Posted by MikeT23 on 8/30/2011 10:20:00 AM (view original):
He wants to make multiple offers. IOW, if he has 10m, he wants to make 9.8m offers to every FA he wants(or something along that line) so he can get a player rather than get shut out.
Actually that's not what I said at all. If you read my post, it suggests putting a limit on it. E.G., you can bid $10mil more than your available cap space. That doesn't allow you to bid on every FA out there.

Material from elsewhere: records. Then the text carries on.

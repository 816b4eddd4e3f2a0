#[cfg(test)]
mod sdp_test;

pub mod codec;
pub mod sdp_type;
pub mod session_description;

use smol_str::SmolStr;

use crate::dtls_transport::dtls_fingerprint::RTCDtlsFingerprint;
use crate::dtls_transport::dtls_role::DTLSRole;
use crate::ice_transport::ice_candidate::RTCIceCandidate;
use crate::media_stream::SourceHandle;
use crate::rtp_transceiver::rtp_codec::{RTCRtpCodecParameters, RTPCodecType};
use crate::rtp_transceiver::rtp_transceiver_direction::RTCRtpTransceiverDirection;

pub(crate) const UNSPECIFIED_ADDRESS: &str = "0.0.0.0";

const INITIAL_SESSION_VERSION: u64 = 1;

/// TrackRef ties a media line to the track it carries.
#[derive(Default, Debug, Clone, PartialEq, Eq)]
pub struct TrackRef {
    /// Stream the track belongs to. Lines without one are legacy/ungrouped.
    pub stream_id: Option<SmolStr>,
    pub track_id: SmolStr,
}

#[derive(Default, Debug, Clone, PartialEq, Eq)]
pub struct RtcpInfo {
    pub mux: bool,
    pub address: Option<String>,
    pub port: Option<u16>,
}

#[derive(Default, Debug, Clone, PartialEq, Eq)]
pub struct DtlsInfo {
    pub setup: DTLSRole,
    pub fingerprint: Option<RTCDtlsFingerprint>,
}

#[derive(Default, Debug, Clone, PartialEq, Eq)]
pub struct IceInfo {
    pub ufrag: Option<String>,
    pub password: Option<String>,
    pub candidates: Vec<RTCIceCandidate>,
    pub gathering_done: bool,
}

impl IceInfo {
    pub fn has_credentials(&self) -> bool {
        self.ufrag.is_some() && self.password.is_some()
    }
}

/// MediaLine is one negotiated audio or video flow, identified by its
/// position in the owning [`SessionModel`].
#[derive(Default, Debug, Clone, PartialEq, Eq)]
pub struct MediaLine {
    pub kind: RTPCodecType,
    pub track: Option<TrackRef>,
    pub direction: RTCRtpTransceiverDirection,
    pub payloads: Vec<RTCRtpCodecParameters>,
    pub rtcp: RtcpInfo,
    pub dtls: DtlsInfo,
    pub ice: IceInfo,
    pub ssrcs: Vec<u32>,
    pub cname: Option<String>,
    pub address: Option<String>,
    pub port: u16,
    /// Local source the backend sends on this line. Never serialized.
    pub source: Option<SourceHandle>,
}

impl MediaLine {
    pub(crate) fn new(kind: RTPCodecType) -> Self {
        MediaLine {
            kind,
            direction: RTCRtpTransceiverDirection::Sendrecv,
            ..Default::default()
        }
    }

    pub fn track_id(&self) -> Option<&SmolStr> {
        self.track.as_ref().map(|t| &t.track_id)
    }

    pub fn stream_id(&self) -> Option<&SmolStr> {
        self.track.as_ref().and_then(|t| t.stream_id.as_ref())
    }

    /// is_complete reports whether the line has every fact the backend must
    /// supply before a local description can be applied.
    pub fn is_complete(&self) -> bool {
        self.dtls.fingerprint.is_some()
            && self.ice.has_credentials()
            && !self.ssrcs.is_empty()
            && self.cname.is_some()
    }

    pub(crate) fn has_unspecified_address(&self) -> bool {
        self.address
            .as_deref()
            .map_or(true, |address| address == UNSPECIFIED_ADDRESS)
    }
}

/// SessionOrigin is the `o=` identity of a description. The id is fixed for
/// the life of a session and the version grows with every new description.
#[derive(Debug, Clone, PartialEq, Eq)]
pub struct SessionOrigin {
    pub username: String,
    pub session_id: u64,
    pub session_version: u64,
    pub address: String,
}

impl SessionOrigin {
    /// new starts a session with a random 63 bit id.
    pub fn new() -> Self {
        SessionOrigin {
            username: "-".to_owned(),
            session_id: rand::random::<u64>() & (u64::MAX >> 1),
            session_version: INITIAL_SESSION_VERSION,
            address: UNSPECIFIED_ADDRESS.to_owned(),
        }
    }

    /// next keeps the session id and bumps the version.
    pub(crate) fn next(&self) -> Self {
        SessionOrigin {
            session_version: self.session_version.wrapping_add(1),
            ..self.clone()
        }
    }
}

impl Default for SessionOrigin {
    fn default() -> Self {
        Self::new()
    }
}

/// SessionModel is the in-memory form of a local or remote session
/// description. Line order is significant and stable.
#[derive(Default, Debug, Clone, PartialEq, Eq)]
pub struct SessionModel {
    pub origin: SessionOrigin,
    pub media_lines: Vec<MediaLine>,
}

impl SessionModel {
    /// next_revision copies the model under the same session with a newer
    /// version.
    pub(crate) fn next_revision(&self) -> Self {
        SessionModel {
            origin: self.origin.next(),
            media_lines: self.media_lines.clone(),
        }
    }

    pub fn len(&self) -> usize {
        self.media_lines.len()
    }

    pub fn is_empty(&self) -> bool {
        self.media_lines.is_empty()
    }

    pub fn is_complete(&self) -> bool {
        self.media_lines.iter().all(MediaLine::is_complete)
    }
}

But in cases like my example, it would allow guys to still have a contingency plan on the table if a FA bails at the last second. I had no reason to believe my FA would receive a better offer when no one had topped mine in over 24 hours. I bid high and apparently someone lost out on a bigger name guy and decided at the last possible second to go after my guy, who I'd wisely targeted from the beginning to avoid the top FAs. That's not strategy on the other owner's part, that's luck of the draw. The FA he was after happened to sign first, so he scooped mine.
(And PS: It could also backfire. If I have $15mil in cap space and put it towards a top FA, then put out an additional $10mil as a contingency plan, and that guy happens to sign first, then maybe I just screwed myself out of the better guy who would have signed with me.)
To me, it doesn't create a good, competitive game when you have to isolate one FA at the beginning and put everything in to him, and then hope that if he doesn't sign with you, you still have time/options to sign someone else. That's musical chairs, not competitive baseball.